In most cases, that need is critical. Sandoval cites one of his students as a typical example:  a fieldworker married to a homemaker.

“He goes, ‘I’m the only breadwinner,' and he says, 'if something happens to me, then there goes my family,'” Sandoval says. The point of his class is to help people understand that diabetes is a manageable illness.

Watsonville is an agriculture town known mostly for strawberries, blueberries and raspberries, but in health circles the area is known for diabetes, too. Latinos suffer disproportionately. In Santa Cruz County, home to Watsonville, diabetes rates are 75 percent higher for Latinos than than they are for whites. Rates are also high in adjacent Monterey County.

Sandoval says all of the class participants have some kind of connection to the local agriculture industry. Corona is the typical diabetes patient for this area: He's Latino and a farmworker.

Corona moved here from Mexico as a teenager, and he works during the harvest season, supporting a family on what is basically seasonal work. He's built a life here. He and and his wife have five children and own their own home.

In his community, diabetes is all around him. He says his two brothers both have the disease, and so did his mother. “And I have friends who have diabetes,” he adds.

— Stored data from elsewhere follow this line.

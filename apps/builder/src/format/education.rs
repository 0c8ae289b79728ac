use crate::models::lenient::Scalar;
use crate::models::resume::EducationLevel;

/// Scores at or below this are read as a CGPA, anything above as a percentage.
const CGPA_CEILING: f64 = 10.0;

/// Display label for a stored level code; unknown codes pass through unchanged.
pub fn level_label(raw: &str) -> String {
    match EducationLevel::parse(raw) {
        Some(level) => level_display(level).to_string(),
        None => raw.to_string(),
    }
}

pub fn level_display(level: EducationLevel) -> &'static str {
    match level {
        EducationLevel::Tenth => "X",
        EducationLevel::Twelfth => "XII",
        EducationLevel::Diploma => "Diploma",
        EducationLevel::Bachelors => "Bachelor's",
        EducationLevel::Masters => "Master's",
        EducationLevel::Mba => "MBA",
        EducationLevel::Phd => "Ph.D.",
        EducationLevel::PostDoctorate => "Post-Doc",
    }
}

/// `8.2` → `8.2 CGPA`, `85` → `85%`. Non-numeric scores are shown as entered.
pub fn format_score(score: &Scalar) -> String {
    let shown = score.to_string();
    match score.as_f64() {
        Some(value) if value <= CGPA_CEILING => format!("{shown} CGPA"),
        Some(_) => format!("{shown}%"),
        None => shown,
    }
}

In Mexico, Corona says meals were home cooked and only occasionally included meat. When he first arrived in the U.S., he continued eating a Mexican diet, featuring a lot of beans. But eventually he says he grew accustomed to American fare, like pizza from places such as Domino’s and Round Table.

In Sandoval's class, Corona has learned how many carbohydrates there are in a pizza and the quick sugar hit it will give him.

Back at Corona's house, he said a meal like the one in front of him -- a thin steak, pinto beans boiled in water and a chopped salad -- was only an occasional treat back in Mexico. They’d eat it perhaps only once a week. That night at least, he was having a home-cooked meal, which included a salad of onions, cilantro, tomatoes and nopales -- a type of cactus that the Corona family grows in their backyard.

Corona seems acutely aware of his diet, and he says he has Sandoval’s class to thank.

The chief of the California Department of Public Health's Chronic Disease Prevention and Management Section, Majel Arnold, says classes like this help prevent the spread of the disease.

“The evidence has showed that when a person with diabetes is referred to these management education programs, that is does improve their ability to manage their diabetes,” Arnold says.

Sandoval says he sees that evidence in his classes.

“This work is really about having that type of an impact on them, so that people have a sense of hope, that they’re able to manage their own diabetes, and in so doing, feel that their family is safe,” Sandoval says. “Because some of the folks feel that it’s one of those types of diseases that ... is life threatening.”

Corona says in the few months he’s been attending Sandoval’s class, he has already started spreading around his newfound knowledge.

“With my brothers, I share with them what I’ve been learning here,” he says. “And with my wife as well.”